With the postseason in swing and a little bit still before the hot stove starts cooking, let’s take a position-by-position look at where the White Sox stand, what they’re looking to accomplish this winter and what we expect to see in 2020 and beyond.

We’re moving on to shortstop.

What happened in 2019

There was perhaps no better story on the South Side than the transformation of Tim Anderson, from a .240 hitter to the big league batting champion.

Anderson entered the season facing legitimate questions about whether the guy who hit .240 and reached base at a sub-.300 clip in 2018 could do enough offensively to cement himself as the team’s long-term shortstop. He spent the offseason fending off questions about where he stood in relation to the White Sox pursuit of free-agent shortstop Manny Machado. But Machado went to San Diego, the White Sox were left with Anderson as their shortstop, and Anderson went to work proving that he was indeed a cornerstone of this rebuild.

He started strong but made more headlines for the things that didn’t show up in the box score. His April bat flip grabbed national attention as he declared himself a crusader for a more fun version of baseball, becoming a face of the “let the kids play” school of thought in the face of the old-schoolers, like Kansas City Royals pitcher Brad Keller, who beaned Anderson after that bat flip.

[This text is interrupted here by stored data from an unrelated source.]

//! Clap command definition for `bib`.
//!
//! The queries themselves are not modelled in clap: everything after the
//! flags is joined back into one query string and handed to the chain
//! engine, which owns the command grammar.

use clap::{Arg, ArgAction, Command};

use bibliophant_executor::SEPARATOR;

/// Build the command line of the `bib` binary.
pub fn build_cli() -> Command {
    Command::new("bib")
        .about("Bibliography manager with chainable commands")
        .version(env!("CARGO_PKG_VERSION"))
        .arg(
            Arg::new("collection")
                .short('c')
                .long("collection")
                .value_name("NAME")
                .help("Collection folder name from the configuration (default: the first)"),
        )
        .arg(
            Arg::new("root")
                .long("root")
                .value_name("DIR")
                .help("Collection folder to use, bypassing the configured list")
                .conflicts_with("collection"),
        )
        .arg(
            Arg::new("config")
                .long("config")
                .value_name("FILE")
                .help("Configuration file (default: ~/.bibliophant.toml)"),
        )
        .arg(
            Arg::new("json")
                .long("json")
                .help("Print the result of a one-shot query as JSON")
                .action(ArgAction::SetTrue),
        )
        .arg(
            Arg::new("verbose")
                .short('v')
                .long("verbose")
                .help("Log more (-v info, -vv debug); BIB_LOG overrides")
                .action(ArgAction::Count),
        )
        .arg(
            Arg::new("query")
                .value_name("QUERY")
                .help("Query to run, e.g. `get tag review : show`; starts the shell when absent")
                .num_args(0..)
                .trailing_var_arg(true)
                .allow_hyphen_values(true),
        )
}

/// Join the words of a one-shot query back into a query string.
///
/// The shell has already removed the quotes, so words that contain
/// whitespace are quoted again for the commands that split their arguments.
/// A lone word, or a word holding a command separator, is a whole query
/// (`bib "get all : show"`) and is kept as written.
pub fn join_query<'a>(words: impl IntoIterator<Item = &'a str>) -> String {
    let words: Vec<&str> = words.into_iter().collect();
    if let [query] = words.as_slice() {
        return query.to_string();
    }
    words
        .iter()
        .map(|word| {
            if word.chars().any(char::is_whitespace) && !word.contains(SEPARATOR) {
                shlex::try_quote(word)
                    .map(|quoted| quoted.into_owned())
                    .unwrap_or_else(|_| word.to_string())
            } else {
                word.to_string()
            }
        })
        .collect::<Vec<_>>()
        .join(" ")
}

#[cfg(test)]
mod tests {
    use super::*;

    fn query_of(args: &[&str]) -> Option<String> {
        let matches = build_cli().try_get_matches_from(args).unwrap();
        matches
            .get_many::<String>("query")
            .map(|words| join_query(words.map(String::as_str)))
    }

    #[test]
    fn test_cli_is_well_formed() {
        build_cli().debug_assert();
    }

    #[test]
    fn test_query_words_are_joined() {
        assert_eq!(
            query_of(&["bib", "get", "all", ":", "show", "verbose"]).as_deref(),
            Some("get all : show verbose")
        );
        assert_eq!(query_of(&["bib"]), None);
    }

    #[test]
    fn test_flags_before_query() {
        let matches = build_cli()
            .try_get_matches_from(["bib", "-vv", "--json", "-c", "papers", "get", "key", "2012Gregory"])
            .unwrap();
        assert_eq!(matches.get_count("verbose"), 2);
        assert!(matches.get_flag("json"));
        assert_eq!(matches.get_one::<String>("collection").unwrap(), "papers");
        assert_eq!(matches.get_many::<String>("query").unwrap().count(), 3);
    }

    #[test]
    fn test_words_with_spaces_are_quoted() {
        assert_eq!(
            join_query(["get", "title", "black hole"]),
            "get title 'black hole'"
        );
    }

    #[test]
    fn test_quoted_chain_is_kept_as_written() {
        assert_eq!(join_query(["get all : show"]), "get all : show");
        assert_eq!(join_query(["get all"]), "get all");
        assert_eq!(
            join_query(["get author Gregory : tag", "add", "black hole"]),
            "get author Gregory : tag add 'black hole'"
        );
        assert_eq!(
            query_of(&["bib", "get tag review : export bibtex"]).as_deref(),
            Some("get tag review : export bibtex")
        );
    }

    #[test]
    fn test_root_conflicts_with_collection() {
        assert!(build_cli()
            .try_get_matches_from(["bib", "--root", "/tmp", "-c", "papers"])
            .is_err());
    }
}
//! Bibliographic records
//!
//! A `Record` holds the fields shared by every kind of work; `RecordKind`
//! carries what is specific to articles and books. In JSON the kind is
//! flattened into the record and tagged by `"type"`:
//!
//! ```json
//! {"type": "article", "key": "2012GregoryStone", "title": "...", "journal": {"name": "..."}}
//! ```

use serde::{Deserialize, Serialize};
use std::collections::HashSet;

use crate::error::{Error, Result};
use crate::text::format_string;
use crate::types::{Author, Eprint, Journal, Publisher, Url};
use crate::validate;

/// A bibliographic record, identified by its key.
#[derive(Debug, Clone, PartialEq, Serialize, Deserialize)]
pub struct Record {
    /// Unique key, also the BibTeX key and the name of the record folder
    pub key: String,
    /// Title of the work
    pub title: String,
    /// Year of publication
    pub year: i32,
    /// Month of publication (1-12)
    #[serde(default, skip_serializing_if = "Option::is_none")]
    pub month: Option<u8>,
    /// Author(s), in order of appearance
    pub authors: Vec<Author>,
    /// Names of the tags attached to the record
    #[serde(default, skip_serializing_if = "Vec::is_empty")]
    pub tags: Vec<String>,
    /// Digital object identifier
    #[serde(default, skip_serializing_if = "Option::is_none")]
    pub doi: Option<String>,
    /// Free-form note
    #[serde(default, skip_serializing_if = "Option::is_none")]
    pub note: Option<String>,
    /// Related hyperlinks
    #[serde(default, skip_serializing_if = "Vec::is_empty")]
    pub urls: Vec<Url>,
    /// Whether the work is freely available
    #[serde(default, skip_serializing_if = "Option::is_none")]
    pub open_access: Option<bool>,
    /// Article or book specific fields
    #[serde(flatten)]
    pub kind: RecordKind,
}

/// The kind of a record with its specific fields.
#[derive(Debug, Clone, PartialEq, Serialize, Deserialize)]
#[serde(tag = "type", rename_all = "lowercase")]
pub enum RecordKind {
    /// A journal article (or an eprint)
    Article(Article),
    /// A book
    Book(Book),
}

/// Fields specific to articles.
#[derive(Debug, Clone, PartialEq, Serialize, Deserialize)]
pub struct Article {
    /// Journal the article appeared in
    pub journal: Journal,
    /// Journal volume
    #[serde(default, skip_serializing_if = "Option::is_none")]
    pub volume: Option<String>,
    /// Issue number
    #[serde(default, skip_serializing_if = "Option::is_none")]
    pub number: Option<String>,
    /// Page range, `first--last`
    #[serde(default, skip_serializing_if = "Option::is_none")]
    pub pages: Option<String>,
    /// Eprint reference
    #[serde(default, skip_serializing_if = "Option::is_none")]
    pub eprint: Option<Eprint>,
    /// Abstract
    #[serde(
        rename = "abstract",
        default,
        skip_serializing_if = "Option::is_none"
    )]
    pub abstract_text: Option<String>,
}

/// Fields specific to books.
#[derive(Debug, Clone, PartialEq, Serialize, Deserialize)]
pub struct Book {
    /// Publisher of the book
    pub publisher: Publisher,
    /// Volume within a multi-volume work
    #[serde(default, skip_serializing_if = "Option::is_none")]
    pub volume: Option<String>,
    /// Edition
    #[serde(default, skip_serializing_if = "Option::is_none")]
    pub edition: Option<String>,
    /// Series the book belongs to
    #[serde(default, skip_serializing_if = "Option::is_none")]
    pub series: Option<String>,
}

impl RecordKind {
    /// The BibTeX entry type, `article` or `book`.
    pub fn type_name(&self) -> &'static str {
        match self {
            RecordKind::Article(_) => "article",
            RecordKind::Book(_) => "book",
        }
    }
}

impl Record {
    /// Create a record with only the mandatory fields set.
    pub fn new(key: &str, title: &str, year: i32, authors: Vec<Author>, kind: RecordKind) -> Self {
        Self {
            key: key.to_string(),
            title: title.to_string(),
            year,
            month: None,
            authors,
            tags: Vec::new(),
            doi: None,
            note: None,
            urls: Vec::new(),
            open_access: None,
            kind,
        }
    }

    /// Parse a record from its JSON form.
    pub fn from_json(json: &str) -> Result<Self> {
        Ok(serde_json::from_str(json)?)
    }

    /// Pretty-printed JSON form of the record.
    pub fn to_json(&self) -> Result<String> {
        Ok(serde_json::to_string_pretty(self)?)
    }

    /// The BibTeX entry type, `article` or `book`.
    pub fn type_name(&self) -> &'static str {
        self.kind.type_name()
    }

    /// The journal, for articles.
    pub fn journal(&self) -> Option<&Journal> {
        match &self.kind {
            RecordKind::Article(article) => Some(&article.journal),
            RecordKind::Book(_) => None,
        }
    }

    /// The publisher, for books.
    pub fn publisher(&self) -> Option<&Publisher> {
        match &self.kind {
            RecordKind::Book(book) => Some(&book.publisher),
            RecordKind::Article(_) => None,
        }
    }

    /// The eprint reference, for articles that have one.
    pub fn eprint(&self) -> Option<&Eprint> {
        match &self.kind {
            RecordKind::Article(article) => article.eprint.as_ref(),
            RecordKind::Book(_) => None,
        }
    }

    /// File name of the record's PDF inside its record folder: the title
    /// without colons and slashes.
    pub fn pdf_file_name(&self) -> String {
        format!("{}.pdf", self.title.replace([':', '/'], ""))
    }

    /// Whether the record carries the named tag.
    pub fn has_tag(&self, name: &str) -> bool {
        self.tags.iter().any(|t| t == name)
    }

    /// Normalise whitespace and unicode forms of the human-readable fields.
    pub fn normalize(&mut self) {
        self.title = format_string(&self.title);
        for author in &mut self.authors {
            author.last = format_string(&author.last);
            author.first = author
                .first
                .as_deref()
                .map(format_string)
                .filter(|f| !f.is_empty());
        }
        match &mut self.kind {
            RecordKind::Article(article) => {
                article.journal.name = format_string(&article.journal.name);
                article.abstract_text = article.abstract_text.as_deref().map(format_string);
            }
            RecordKind::Book(book) => {
                book.publisher.name = format_string(&book.publisher.name);
                book.publisher.address = book.publisher.address.as_deref().map(format_string);
                book.series = book.series.as_deref().map(format_string);
            }
        }
    }

    /// Check every field of the record.
    pub fn validate(&self) -> Result<()> {
        validate::key(&self.key)?;
        validate::title(&self.title)?;
        validate::year(self.year)?;
        validate::month(self.month)?;
        validate::doi(self.doi.as_deref())?;
        validate::note(self.note.as_deref())?;

        if self.authors.is_empty() {
            return Err(Error::invalid("authors", "must not be empty"));
        }
        let mut seen = HashSet::new();
        for author in &self.authors {
            author.validate()?;
            if !seen.insert((&author.last, &author.first)) {
                return Err(Error::invalid(
                    "authors",
                    format!("contains '{}' more than once", author),
                ));
            }
        }

        let mut seen = HashSet::new();
        for url in &self.urls {
            url.validate()?;
            if !seen.insert(&url.url) {
                return Err(Error::invalid(
                    "urls",
                    format!("contains '{}' more than once", url.url),
                ));
            }
        }

        let mut seen = HashSet::new();
        for tag in &self.tags {
            validate::tag_name(tag)?;
            if !seen.insert(tag) {
                return Err(Error::invalid(
                    "tags",
                    format!("contains '{}' more than once", tag),
                ));
            }
        }

        match &self.kind {
            RecordKind::Article(article) => {
                validate::journal_name(&article.journal.name)?;
                validate::short_field("volume", article.volume.as_deref())?;
                validate::short_field("number", article.number.as_deref())?;
                validate::short_field("pages", article.pages.as_deref())?;
                if let Some(eprint) = &article.eprint {
                    eprint.validate()?;
                }
                validate::abstract_text(article.abstract_text.as_deref())
            }
            RecordKind::Book(book) => {
                book.publisher.validate()?;
                validate::short_field("volume", book.volume.as_deref())?;
                validate::short_field("edition", book.edition.as_deref())?;
                validate::series(book.series.as_deref())
            }
        }
    }
}
//! Bibliophant - a personal bibliography manager driven by chained queries
//!
//! A collection is a folder holding a catalog of records and one folder per
//! record with its JSON form and attachments. Queries chain commands with
//! `" : "`, each command handing its records to the next:
//!
//! ```ignore
//! use bibliophant::{Context, Session};
//!
//! let mut session = Session::open("/home/me/papers", |root| Context::new(root))?;
//! session.execute("get tag review : export bibtex review.bib")?;
//! ```
//!
//! All queries go through the chain [`Engine`]; a query either applies as a
//! whole or not at all. The data model, storage layer and importers are
//! available as modules for programs that work on a collection directly.

// Re-export the public API from bibliophant-executor
pub use bibliophant_executor::*;

/// Records, validation and BibTeX export.
pub use bibliophant_core as model;
/// Metadata import from Crossref and arXiv.
pub use bibliophant_importers as importers;
/// The collection catalog and its transactions.
pub use bibliophant_storage as storage;
//! Error types for the record model
//!
//! We use `thiserror` for automatic `Display` and `Error` trait implementations.

use std::io;
use std::path::PathBuf;
use thiserror::Error;

/// Result type alias for core operations
pub type Result<T> = std::result::Result<T, Error>;

/// Error types for record validation and export
#[derive(Debug, Error)]
pub enum Error {
    /// A field violates its validation rule
    #[error("{field} {reason}")]
    Invalid {
        /// Name of the offending field
        field: &'static str,
        /// What the rule requires
        reason: String,
    },

    /// I/O error (file operations)
    #[error("I/O error: {0}")]
    Io(#[from] io::Error),

    /// Serialization/deserialization error
    #[error("Serialization error: {0}")]
    Serialization(String),

    /// Target directory of an export does not exist
    #[error("the directory {} does not exist", .0.display())]
    MissingDirectory(PathBuf),

    /// Export target does not carry the `.bib` extension
    #[error("the file extension of {} must be '.bib'", .0.display())]
    NotBibFile(PathBuf),

    /// Export target exists and overwriting was not requested
    #[error("the file {} already exists", .0.display())]
    FileExists(PathBuf),
}

impl Error {
    /// Shorthand for a validation failure.
    pub fn invalid(field: &'static str, reason: impl Into<String>) -> Self {
        Error::Invalid {
            field,
            reason: reason.into(),
        }
    }
}

impl From<serde_json::Error> for Error {
    fn from(e: serde_json::Error) -> Self {
        Error::Serialization(e.to_string())
    }
}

Though he maintained his swagger, Anderson let his play do the talking for the majority of the remainder of the season, and it spoke volumes. He finished the season with a .335 batting average, the highest in the majors and a number nearly 100 points higher than the one he finished 2018 with. He joined Lucas Giolito, Yoan Moncada and James McCann in making extreme transformations and elevating themselves to the status of some of the best players at their positions in the game.

All along, Anderson remained a critically important member of the White Sox off-the-field, bringing energy they noticeably lacked during his extended stay on the injured list while recovering from a high ankle sprain. The team’s nominee for the Roberto Clemente Award, Anderson also continued to establish himself as a presence in the community on the South Side.

“If we had 26 guys playing the way Tim Anderson plays, we'd be thrilled,” general manager Rick Hahn said during his end-of-season press conference last week. “From a makeup standpoint, from an energy standpoint, from a will to win standpoint, you can't ask for anything more. That coming with a little bit of flair and emotion on the field, that's great. Fantastic. Give me 25 more guys like that.

“The jump in batting average has obviously been remarkable. I think it's a historic improvement from one year to the next, at least for this organization. He's always had the hands and the quickness to do damage in and around the zone as we've seen. I think a little added level of confidence has come this year, as well as some modest tweaks mechanically that have helped unlock that.

“Obviously the baseball gods have smiled upon him too, for the most part, and it's been a sensational year for Timmy. He should go into this offseason very proud of what he's accomplished and at the same time knowing he's also capable of doing even better.”

Jose Abreu might still be the face of the franchise, but Anderson is right there with him, not to mention, at 26 years old, a valuable piece of the puzzle as the White Sox look to make their transition from rebuilding to contending.

What will happen this offseason

Anderson is the guy at shortstop now, and it’s highly unlikely we’ll have to have the same conversations we had last year about where he’ll go and whether the White Sox look for an upgrade like they did last winter with Machado.

But if there is an area that everyone, Anderson included, knows needs improvement, it’s on defense, where he led baseball with 26 errors this season. Errors have long been a bugaboo for Anderson, and he’s committed 88 of them in his four big league seasons.

“I’ve got to continue to get better defensively and keep growing offensively, as well,” Anderson said last month. “I think I’m going to keep getting better and continue to have fun.”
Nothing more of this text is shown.